ACTIVITY
Type the entries again, word for word.

RECORDS SHOWN
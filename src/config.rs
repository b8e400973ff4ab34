use crate::chunking::DEFAULT_CHUNK_MAX_CHARS;
use serde::Deserialize;
use std::env;
use std::path::PathBuf;
use std::str::FromStr;
use thiserror::Error;

const DEFAULT_HF_API_URL: &str = "https://api-inference.huggingface.co/models";
const DEFAULT_HF_MODEL: &str = "facebook/bart-large-cnn";
const DEFAULT_OLLAMA_URL: &str = "http://127.0.0.1:11434";
const DEFAULT_OLLAMA_MODEL: &str = "llama3.2";
const DEFAULT_MAX_UPLOAD_BYTES: usize = 20 * 1024 * 1024;
const DEFAULT_FRONTEND_DIR: &str = "frontend";

/// Errors encountered while loading configuration from environment variables.
#[derive(Debug, Error)]
pub enum ConfigError {
    /// Environment variable contained a value that could not be parsed.
    #[error("Invalid value for environment variable: {0}")]
    InvalidValue(String),
}

/// Runtime configuration for the SummarizePro server.
#[derive(Debug, Clone, Deserialize)]
pub struct Config {
    /// Backend that hosts the summarization model.
    pub summarization_provider: SummarizationProvider,
    /// Model identifier passed to the provider.
    pub summarization_model: String,
    /// Base URL of the Hugging Face inference API (model id is appended).
    pub hf_api_url: String,
    /// Optional bearer token for the Hugging Face inference API.
    pub hf_api_token: Option<String>,
    /// Base URL of the Ollama runtime.
    pub ollama_url: String,
    /// Character budget for a single chunk.
    pub chunk_max_chars: usize,
    /// Whether lines longer than the chunk budget are split.
    pub chunk_split_oversized_lines: bool,
    /// Upper bound on request bodies, uploads included.
    pub max_upload_bytes: usize,
    /// Directory holding the pre-built front-end.
    pub frontend_dir: PathBuf,
    /// Optional override for the HTTP server port.
    pub server_port: Option<u16>,
}

/// Supported summarization backends.
#[derive(Clone, Copy, Debug, PartialEq, Eq, Deserialize)]
#[serde(rename_all = "lowercase")]
pub enum SummarizationProvider {
    /// Hugging Face inference API or a compatible self-hosted endpoint.
    HuggingFace,
    /// Local Ollama runtime.
    Ollama,
}

impl SummarizationProvider {
    fn default_model(self) -> &'static str {
        match self {
            Self::HuggingFace => DEFAULT_HF_MODEL,
            Self::Ollama => DEFAULT_OLLAMA_MODEL,
        }
    }
}

impl Config {
    /// Load configuration from environment variables, performing validation along the way.
    pub fn from_env() -> Result<Self, ConfigError> {
        let summarization_provider = match load_env_optional("SUMMARIZATION_PROVIDER") {
            Some(value) => value.parse().map_err(|()| {
                ConfigError::InvalidValue("SUMMARIZATION_PROVIDER".to_string())
            })?,
            None => SummarizationProvider::HuggingFace,
        };
        let chunk_max_chars =
            parse_optional("CHUNK_MAX_CHARS")?.unwrap_or(DEFAULT_CHUNK_MAX_CHARS);
        if chunk_max_chars == 0 {
            return Err(ConfigError::InvalidValue("CHUNK_MAX_CHARS".to_string()));
        }

        Ok(Self {
            summarization_provider,
            summarization_model: load_env_optional("SUMMARIZATION_MODEL")
                .unwrap_or_else(|| summarization_provider.default_model().to_string()),
            hf_api_url: load_env_optional("HF_API_URL")
                .unwrap_or_else(|| DEFAULT_HF_API_URL.to_string()),
            hf_api_token: load_env_optional("HF_API_TOKEN"),
            ollama_url: load_env_optional("OLLAMA_URL")
                .unwrap_or_else(|| DEFAULT_OLLAMA_URL.to_string()),
            chunk_max_chars,
            chunk_split_oversized_lines: load_env_optional("CHUNK_SPLIT_OVERSIZED_LINES")
                .map(|value| {
                    parse_bool(&value).ok_or_else(|| {
                        ConfigError::InvalidValue("CHUNK_SPLIT_OVERSIZED_LINES".to_string())
                    })
                })
                .transpose()?
                .unwrap_or(true),
            max_upload_bytes: parse_optional("MAX_UPLOAD_BYTES")?
                .unwrap_or(DEFAULT_MAX_UPLOAD_BYTES),
            frontend_dir: load_env_optional("FRONTEND_DIR")
                .map(PathBuf::from)
                .unwrap_or_else(|| PathBuf::from(DEFAULT_FRONTEND_DIR)),
            server_port: parse_optional("SERVER_PORT")?,
        })
    }
}

fn load_env_optional(key: &str) -> Option<String> {
    env::var(key).ok().filter(|value| !value.trim().is_empty())
}

fn parse_optional<T: FromStr>(key: &str) -> Result<Option<T>, ConfigError> {
    load_env_optional(key)
        .map(|value| {
            value
                .trim()
                .parse()
                .map_err(|_| ConfigError::InvalidValue(key.to_string()))
        })
        .transpose()
}

fn parse_bool(value: &str) -> Option<bool> {
    match value.trim().to_lowercase().as_str() {
        "1" | "true" | "yes" | "on" => Some(true),
        "0" | "false" | "no" | "off" => Some(false),
        _ => None,
    }
}

impl FromStr for SummarizationProvider {
    type Err = ();

    fn from_str(s: &str) -> Result<Self, Self::Err> {
        match s.trim().to_lowercase().as_str() {
            "huggingface" | "hf" => Ok(Self::HuggingFace),
            "ollama" => Ok(Self::Ollama),
            _ => Err(()),
        }
    }
}

/// Merge `.env` from the working directory (when present) into the process environment.
///
/// Runs before tracing is installed, so `RUST_LOG` and `SUMMARIZE_PRO_LOG_FILE` may live there.
/// Variables already set in the environment win.
pub fn load_dotenv() -> Option<PathBuf> {
    dotenvy::dotenv().ok()
}

/// Read the environment into a validated [`Config`]. Call [`load_dotenv`] first.
pub fn init_config() -> Result<Config, ConfigError> {
    let config = Config::from_env()?;
    tracing::debug!(
        provider = ?config.summarization_provider,
        model = %config.summarization_model,
        chunk_max_chars = config.chunk_max_chars,
        server_port = ?config.server_port,
        "Loaded configuration"
    );
    Ok(config)
}

#[cfg(test)]
pub(crate) mod test_env {
    use std::env;
    use std::sync::{Mutex, MutexGuard, PoisonError};

    static ENV_LOCK: Mutex<()> = Mutex::new(());

    /// Serializes environment mutation across tests and restores touched variables on drop.
    pub(crate) struct EnvGuard {
        saved: Vec<(String, Option<String>)>,
        _lock: MutexGuard<'static, ()>,
    }

    /// Take the lock, then set (`Some`) or unset (`None`) each variable.
    pub(crate) fn lock(vars: &[(&str, Option<&str>)]) -> EnvGuard {
        let lock = ENV_LOCK.lock().unwrap_or_else(PoisonError::into_inner);
        let saved = vars
            .iter()
            .map(|(key, _)| (key.to_string(), env::var(key).ok()))
            .collect();
        for (key, value) in vars {
            apply(key, *value);
        }
        EnvGuard { saved, _lock: lock }
    }

    fn apply(key: &str, value: Option<&str>) {
        // SAFETY: every test that touches the environment holds ENV_LOCK.
        unsafe {
            match value {
                Some(value) => env::set_var(key, value),
                None => env::remove_var(key),
            }
        }
    }

    impl Drop for EnvGuard {
        fn drop(&mut self) {
            for (key, value) in &self.saved {
                apply(key, value.as_deref());
            }
        }
    }
}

EXPECTED OUTPUT
filename src/config.rs
repository b8e400973ff4ab34
use crate::chunking::DEFAULT_CHUNK_MAX_CHARS;
use serde::Deserialize;
use std::env;
use std::path::PathBuf;
use std::str::FromStr;
use thiserror::Error;

const DEFAULT_HF_API_URL: &str = "https://api-inference.huggingface.co/models";
const DEFAULT_HF_MODEL: &str = "facebook/bart-large-cnn";
const DEFAULT_OLLAMA_URL: &str = "http://127.0.0.1:11434";
const DEFAULT_OLLAMA_MODEL: &str = "llama3.2";
const DEFAULT_MAX_UPLOAD_BYTES: usize = 20 * 1024 * 1024;
const DEFAULT_FRONTEND_DIR: &str = "frontend";

/// Errors encountered while loading configuration from environment variables.
#[derive(Debug, Error)]
pub enum ConfigError {
    /// Environment variable contained a value that could not be parsed.
    #[error("Invalid value for environment variable: {0}")]
    InvalidValue(String),
}

/// Runtime configuration for the SummarizePro server.
#[derive(Debug, Clone, Deserialize)]
pub struct Config {
    /// Backend that hosts the summarization model.
    pub summarization_provider: SummarizationProvider,
    /// Model identifier passed to the provider.
    pub summarization_model: String,
    /// Base URL of the Hugging Face inference API (model id is appended).
    pub hf_api_url: String,
    /// Optional bearer token for the Hugging Face inference API.
    pub hf_api_token: Option<String>,
    /// Base URL of the Ollama runtime.
    pub ollama_url: String,
    /// Character budget for a single chunk.
    pub chunk_max_chars: usize,
    /// Whether lines longer than the chunk budget are split.
    pub chunk_split_oversized_lines: bool,
    /// Upper bound on request bodies, uploads included.
    pub max_upload_bytes: usize,
    /// Directory holding the pre-built front-end.
    pub frontend_dir: PathBuf,
    /// Optional override for the HTTP server port.
    pub server_port: Option<u16>,
}

/// Supported summarization backends.
#[derive(Clone, Copy, Debug, PartialEq, Eq, Deserialize)]
#[serde(rename_all = "lowercase")]
pub enum SummarizationProvider {
    /// Hugging Face inference API or a compatible self-hosted endpoint.
    HuggingFace,
    /// Local Ollama runtime.
    Ollama,
}

impl SummarizationProvider {
    fn default_model(self) -> &'static str {
        match self {
            Self::HuggingFace => DEFAULT_HF_MODEL,
            Self::Ollama => DEFAULT_OLLAMA_MODEL,
        }
    }
}

impl Config {
    /// Load configuration from environment variables, performing validation along the way.
    pub fn from_env() -> Result<Self, ConfigError> {
        let summarization_provider = match load_env_optional("SUMMARIZATION_PROVIDER") {
            Some(value) => value.parse().map_err(|()| {
                ConfigError::InvalidValue("SUMMARIZATION_PROVIDER".to_string())
            })?,
            None => SummarizationProvider::HuggingFace,
        };
        let chunk_max_chars =
            parse_optional("CHUNK_MAX_CHARS")?.unwrap_or(DEFAULT_CHUNK_MAX_CHARS);
        if chunk_max_chars == 0 {
            return Err(ConfigError::InvalidValue("CHUNK_MAX_CHARS".to_string()));
        }

        Ok(Self {
            summarization_provider,
            summarization_model: load_env_optional("SUMMARIZATION_MODEL")
                .unwrap_or_else(|| summarization_provider.default_model().to_string()),
            hf_api_url: load_env_optional("HF_API_URL")
                .unwrap_or_else(|| DEFAULT_HF_API_URL.to_string()),
            hf_api_token: load_env_optional("HF_API_TOKEN"),
            ollama_url: load_env_optional("OLLAMA_URL")
                .unwrap_or_else(|| DEFAULT_OLLAMA_URL.to_string()),
            chunk_max_chars,
            chunk_split_oversized_lines: load_env_optional("CHUNK_SPLIT_OVERSIZED_LINES")
                .map(|value| {
                    parse_bool(&value).ok_or_else(|| {
                        ConfigError::InvalidValue("CHUNK_SPLIT_OVERSIZED_LINES".to_string())
                    })
                })
                .transpose()?
                .unwrap_or(true),
            max_upload_bytes: parse_optional("MAX_UPLOAD_BYTES")?
                .unwrap_or(DEFAULT_MAX_UPLOAD_BYTES),
            frontend_dir: load_env_optional("FRONTEND_DIR")
                .map(PathBuf::from)
                .unwrap_or_else(|| PathBuf::from(DEFAULT_FRONTEND_DIR)),
            server_port: parse_optional("SERVER_PORT")?,
        })
    }
}

fn load_env_optional(key: &str) -> Option<String> {
    env::var(key).ok().filter(|value| !value.trim().is_empty())
}

fn parse_optional<T: FromStr>(key: &str) -> Result<Option<T>, ConfigError> {
    load_env_optional(key)
        .map(|value| {
            value
                .trim()
                .parse()
                .map_err(|_| ConfigError::InvalidValue(key.to_string()))
        })
        .transpose()
}

fn parse_bool(value: &str) -> Option<bool> {
    match value.trim().to_lowercase().as_str() {
        "1" | "true" | "yes" | "on" => Some(true),
        "0" | "false" | "no" | "off" => Some(false),
        _ => None,
    }
}

impl FromStr for SummarizationProvider {
    type Err = ();

    fn from_str(s: &str) -> Result<Self, Self::Err> {
        match s.trim().to_lowercase().as_str() {
            "huggingface" | "hf" => Ok(Self::HuggingFace),
            "ollama" => Ok(Self::Ollama),
            _ => Err(()),
        }
    }
}

/// Merge `.env` from the working directory (when present) into the process environment.
///
/// Runs before tracing is installed, so `RUST_LOG` and `SUMMARIZE_PRO_LOG_FILE` may live there.
/// Variables already set in the environment win.
pub fn load_dotenv() -> Option<PathBuf> {
    dotenvy::dotenv().ok()
}

/// Read the environment into a validated [`Config`]. Call [`load_dotenv`] first.
pub fn init_config() -> Result<Config, ConfigError> {
    let config = Config::from_env()?;
    tracing::debug!(
        provider = ?config.summarization_provider,
        model = %config.summarization_model,
        chunk_max_chars = config.chunk_max_chars,
        server_port = ?config.server_port,
        "Loaded configuration"
    );
    Ok(config)
}

#[cfg(test)]
pub(crate) mod test_env {
    use std::env;
    use std::sync::{Mutex, MutexGuard, PoisonError};

    static ENV_LOCK: Mutex<()> = Mutex::new(());

    /// Serializes environment mutation across tests and restores touched variables on drop.
    pub(crate) struct EnvGuard {
        saved: Vec<(String, Option<String>)>,
        _lock: MutexGuard<'static, ()>,
    }

    /// Take the lock, then set (`Some`) or unset (`None`) each variable.
    pub(crate) fn lock(vars: &[(&str, Option<&str>)]) -> EnvGuard {
        let lock = ENV_LOCK.lock().unwrap_or_else(PoisonError::into_inner);
        let saved = vars
            .iter()
            .map(|(key, _)| (key.to_string(), env::var(key).ok()))
            .collect();
        for (key, value) in vars {
            apply(key, *value);
        }
        EnvGuard { saved, _lock: lock }
    }

    fn apply(key: &str, value: Option<&str>) {
        // SAFETY: every test that touches the environment holds ENV_LOCK.
        unsafe {
            match value {
                Some(value) => env::set_var(key, value),
                None => env::remove_var(key),
            }
        }
    }

    impl Drop for EnvGuard {
        fn drop(&mut self) {
            for (key, value) in &self.saved {
                apply(key, value.as_deref());
            }
        }
    }
}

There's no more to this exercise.